In 1999, friends of mine, Wayne and Char Merz, asked me to help with the dental needs for an orphanage in the middle of Honduras. After this first trip, a dream was put in my heart of using dentistry to spread the Word of God. Opportunities crossed our path. We stepped out in faith knowing God would help us pull this together; this being a portable dental clinic that could be brought to areas not served by Honduran dentists. Through the help and support of my wife Lori, Nancy Nagtzaam and Donna Swineheart we expected the best and moved forward with confidence, each knowing that this is what God wanted us to do. Of course we had fears to deal with...
- it's too big of an idea for us
- we wouldn't be accepted
- we can't afford the equipment and won't get the funding
- to what area do we bring the clinic to?
- how do we get the equipment down to Honduras?
- where do we store the equipment?
Before we started any sort of fundraising, we set up the following goals, stating what we wanted to accomplish. To provide free dental care in a clean, safe environment in an area not serviced by other dentists. The care delivered was to acceptable to United States standards and sterilization of instruments guaranteed. To spread the Word of God through the handing out of Bibles, study guides and contact with local pastors.

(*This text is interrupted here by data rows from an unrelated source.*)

//! Report assembly: normalize, match, then aggregate.

use chrono::NaiveDate;
use serde::Serialize;
use std::collections::BTreeSet;

use super::breakdown::{
    self, DayRow, DirectionSplit, ExpiryBreakdown, InstrumentSplit, MonthRow, OpenExposureRow,
    UnderlyingAttribution, UnderlyingRow, WeekdayRow,
};
use super::config_validation::validate_config;
use super::distribution::{self, BinMode, DEFAULT_BINS, HistogramBin};
use super::equity::{self, BucketPoint, DrawdownPoint, EquityPoint, MaxDrawdown, Resample};
use super::error::TradebookError;
use super::leg::RawFill;
use super::matching::{self, DEFAULT_PARALLEL_THRESHOLD, MatchOptions};
use super::metrics::{self, RiskMetrics, RiskParams, ScatterPoint, Summary, TRADING_DAYS_PER_YEAR};
use super::normalizer;
use super::trade::{MatchedTrade, OpenPosition};
use super::warning::DataWarning;
use crate::ports::classifier_port::InstrumentClassifier;
use crate::ports::config_port::ConfigPort;

/// Typed analysis settings.
#[derive(Debug, Clone, Copy, PartialEq)]
pub struct AnalysisConfig {
    pub histogram_bins: usize,
    pub histogram_mode: BinMode,
    pub risk: RiskParams,
    pub matching: MatchOptions,
}

impl Default for AnalysisConfig {
    fn default() -> Self {
        AnalysisConfig {
            histogram_bins: DEFAULT_BINS,
            histogram_mode: BinMode::FixedWidth,
            risk: RiskParams::default(),
            matching: MatchOptions::default(),
        }
    }
}

impl AnalysisConfig {
    /// Validate `config` and read the `[analysis]` and `[matching]` sections.
    pub fn from_config(config: &dyn ConfigPort) -> Result<Self, TradebookError> {
        validate_config(config)?;

        let histogram_mode = match config.get_string("analysis", "histogram_mode") {
            Some(mode) => mode.parse::<BinMode>().map_err(|reason| TradebookError::ConfigInvalid {
                section: "analysis".to_string(),
                key: "histogram_mode".to_string(),
                reason,
            })?,
            None => BinMode::FixedWidth,
        };

        Ok(AnalysisConfig {
            histogram_bins: config.get_int("analysis", "histogram_bins", DEFAULT_BINS as i64)
                as usize,
            histogram_mode,
            risk: RiskParams {
                annualization_factor: config.get_double(
                    "analysis",
                    "annualization_factor",
                    TRADING_DAYS_PER_YEAR,
                ),
                risk_free_rate: config.get_double("analysis", "risk_free_rate", 0.0),
            },
            matching: MatchOptions {
                parallel: config.get_bool("matching", "parallel", true),
                parallel_threshold: config.get_int(
                    "matching",
                    "parallel_threshold",
                    DEFAULT_PARALLEL_THRESHOLD as i64,
                ) as usize,
            },
        })
    }
}

#[derive(Debug, Clone, Default, PartialEq, Serialize)]
pub struct Metadata {
    pub source_name: String,
    pub first_trade_date: Option<NaiveDate>,
    pub last_trade_date: Option<NaiveDate>,
    /// Calendar days from first entry to last exit, both inclusive.
    pub period_days: i64,
    pub total_rows: usize,
    pub valid_legs: usize,
    pub rejected_rows: usize,
    pub trade_count: usize,
    pub instrument_count: usize,
    pub underlying_count: usize,
    pub open_position_count: usize,
    pub warning_count: usize,
}

#[derive(Debug, Clone, Default, PartialEq, Serialize)]
pub struct OpenPositionSummary {
    pub count: usize,
    pub total_value: f64,
    pub concentration: Vec<OpenExposureRow>,
    pub positions: Vec<OpenPosition>,
}

impl OpenPositionSummary {
    fn new(positions: Vec<OpenPosition>) -> Self {
        OpenPositionSummary {
            count: positions.len(),
            total_value: positions.iter().map(OpenPosition::open_value).sum(),
            concentration: breakdown::open_concentration(&positions),
            positions,
        }
    }
}

#[derive(Debug, Clone, PartialEq, Serialize)]
pub struct Breakdowns {
    pub monthly: Vec<MonthRow>,
    pub daily: Vec<DayRow>,
    pub day_of_week: Vec<WeekdayRow>,
    pub underlyings: Vec<UnderlyingRow>,
    pub attribution: UnderlyingAttribution,
    pub instrument_types: InstrumentSplit,
    pub directions: DirectionSplit,
    pub expiry: ExpiryBreakdown,
}

#[derive(Debug, Clone, PartialEq, Serialize)]
pub struct Distributions {
    pub pnl: Vec<HistogramBin>,
    pub return_pct: Vec<HistogramBin>,
}

/// Everything computed for one input, ready for serialization.
#[derive(Debug, Clone, PartialEq, Serialize)]
pub struct Report {
    pub metadata: Metadata,
    pub summary: Summary,
    pub risk: RiskMetrics,
    pub equity_curve: Vec<EquityPoint>,
    pub daily_equity: Vec<BucketPoint>,
    pub monthly_equity: Vec<BucketPoint>,
    pub drawdown_curve: Vec<DrawdownPoint>,
    pub max_drawdown: MaxDrawdown,
    pub distributions: Distributions,
    pub risk_reward_scatter: Vec<ScatterPoint>,
    pub breakdowns: Breakdowns,
    pub trades: Vec<MatchedTrade>,
    pub open_positions: OpenPositionSummary,
    pub warnings: Vec<DataWarning>,
}

/// Run the full pipeline over raw fills.
///
/// Fails only when no report can be produced: no rows at all, or every row
/// rejected. Input with legs but no closed trades yields zeroed metrics.
pub fn analyze(
    source_name: &str,
    fills: &[RawFill],
    classifier: &dyn InstrumentClassifier,
    config: &AnalysisConfig,
) -> Result<Report, TradebookError> {
    if fills.is_empty() {
        return Err(TradebookError::EmptyInput {
            source_name: source_name.to_string(),
        });
    }

    let normalized = normalizer::normalize(fills, classifier);
    if normalized.legs.is_empty() {
        return Err(TradebookError::NoValidLegs {
            source_name: source_name.to_string(),
            rejected: normalized.rejected,
        });
    }

    let valid_legs = normalized.legs.len();
    let outcome = matching::match_legs(&normalized.legs, config.matching);
    log::info!(
        "matched {} legs into {} trades, {} open positions",
        valid_legs,
        outcome.trades.len(),
        outcome.open_positions.len()
    );

    let mut warnings = normalized.warnings;
    warnings.extend(outcome.warnings);

    let report = assemble(
        source_name,
        outcome.trades,
        outcome.open_positions,
        warnings,
        config,
        (fills.len(), valid_legs, normalized.rejected),
    );
    log::info!(
        "report ready: net P&L {:.2} over {} trades",
        report.summary.total_pnl,
        report.summary.total_trades
    );
    Ok(report)
}

fn assemble(
    source_name: &str,
    trades: Vec<MatchedTrade>,
    open_positions: Vec<OpenPosition>,
    warnings: Vec<DataWarning>,
    config: &AnalysisConfig,
    (total_rows, valid_legs, rejected_rows): (usize, usize, usize),
) -> Report {
    let ordered = equity::by_exit(&trades);

    let summary = Summary::compute(&ordered);
    let equity_curve = equity::equity_curve(&ordered);
    let (drawdown_curve, max_drawdown) = equity::drawdown(&equity_curve);
    let risk = RiskMetrics::compute(&ordered, &summary, &max_drawdown, config.risk);

    let pnls: Vec<f64> = ordered.iter().map(|t| t.pnl).collect();
    let returns: Vec<f64> = ordered.iter().filter_map(|t| t.pnl_pct).collect();
    let distributions = Distributions {
        pnl: distribution::histogram(&pnls, config.histogram_bins, config.histogram_mode, ""),
        return_pct: distribution::histogram(
            &returns,
            config.histogram_bins,
            config.histogram_mode,
            "%",
        ),
    };

    let underlying_rows = breakdown::by_underlying(&ordered);
    let breakdowns = Breakdowns {
        monthly: breakdown::by_month(&ordered),
        daily: breakdown::by_day(&ordered),
        day_of_week: breakdown::by_weekday(&ordered),
        attribution: breakdown::attribution(&underlying_rows, summary.total_pnl),
        underlyings: underlying_rows,
        instrument_types: breakdown::by_instrument_type(&ordered),
        directions: breakdown::by_direction(&ordered),
        expiry: breakdown::by_expiry(&ordered),
    };

    let first_trade_date = trades.iter().map(|t| t.entry_date).min();
    let last_trade_date = trades.iter().map(|t| t.exit_date).max();
    let period_days = match (first_trade_date, last_trade_date) {
        (Some(first), Some(last)) => (last - first).num_days() + 1,
        _ => 0,
    };
    let instruments: BTreeSet<&str> = trades.iter().map(|t| t.instrument_code.as_str()).collect();
    let underlyings: BTreeSet<&str> = trades.iter().map(|t| t.underlying.as_str()).collect();

    let metadata = Metadata {
        source_name: source_name.to_string(),
        first_trade_date,
        last_trade_date,
        period_days,
        total_rows,
        valid_legs,
        rejected_rows,
        trade_count: trades.len(),
        instrument_count: instruments.len(),
        underlying_count: underlyings.len(),
        open_position_count: open_positions.len(),
        warning_count: warnings.len(),
    };

    let risk_reward_scatter = metrics::risk_reward_scatter(&ordered);
    let daily_equity = equity::resample(&equity_curve, Resample::Daily);
    let monthly_equity = equity::resample(&equity_curve, Resample::Monthly);
    let ordered_trades: Vec<MatchedTrade> = ordered.into_iter().cloned().collect();

    Report {
        metadata,
        summary,
        risk,
        equity_curve,
        daily_equity,
        monthly_equity,
        drawdown_curve,
        max_drawdown,
        distributions,
        risk_reward_scatter,
        breakdowns,
        trades: ordered_trades,
        open_positions: OpenPositionSummary::new(open_positions),
        warnings,
    }
}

With our fundraising efforts we raised enough to purchase the equipment, with enough left over to purchase Bibles for our first clinic. Through this process we prayed and asked many questions. The fears we were dealing with were eliminated. With all of the information we received, the idea didn't seem too big to be attainable after all.

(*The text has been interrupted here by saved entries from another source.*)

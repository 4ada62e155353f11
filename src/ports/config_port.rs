//! Configuration access port trait.
//!
//! Lookups never fail: a missing or unparseable value yields the caller's
//! default, and validation is done separately by
//! [`config_validation`](crate::domain::config_validation).

pub trait ConfigPort {
    fn get_string(&self, section: &str, key: &str) -> Option<String>;
    fn get_int(&self, section: &str, key: &str, default: i64) -> i64;
    fn get_double(&self, section: &str, key: &str, default: f64) -> f64;
    fn get_bool(&self, section: &str, key: &str, default: bool) -> bool;
}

Our acceptance was affirmed when the Honduran Board of Dentistry issued us temporary Dental Licenses and a Honduran dentist told us that we were the best and most organized clinic she had seen.
We have contacts in Honduras that schedule our visits with mountain villages so the people are aware of our arrival. Whenever we set up a clinic, local Hondurans have been in prayer for our arrival. They help us load and unload, interpret, fix us lunch and provide us with snacks. The local Pastor will pray with us before the clinic opens stays to hand out Bibles and invites people to worship as they leave the clinic. I honestly have never seen people fighting over Bibles like you see in this setting.
Several times with the help of doctor volunteers, we have set up a medical area that runs in conjunction with our dental clinic. They will set up in another room or off to the side if we are able to use a larger room. The lines to see the doctor are just as long as they are to see us. A goal that we have in the future is to travel with an Optometrist as there is a great need to fit Hondurans with glasses.
The clinic is run with the help of donations from generous friends. The Midland Quilt Makers of Midland, MI have donated hundreds of quilts. Others have donated dental supplies, clothes, toys, medicines, Bibles, study guides, soaps and shampoos, etc. Doctors, Dentists, Dental Hygienists, Nurses, Assistants and quickly trained Assistants have donated their time and money. It takes 8 people to fully run the clinic. Working together, each person is responsible for a specific task, whether it be screening patients, sterilizing, post-op instructions or controlling the flow of the clinic.
Most important are the prayers. Without them we would not even have this ministry.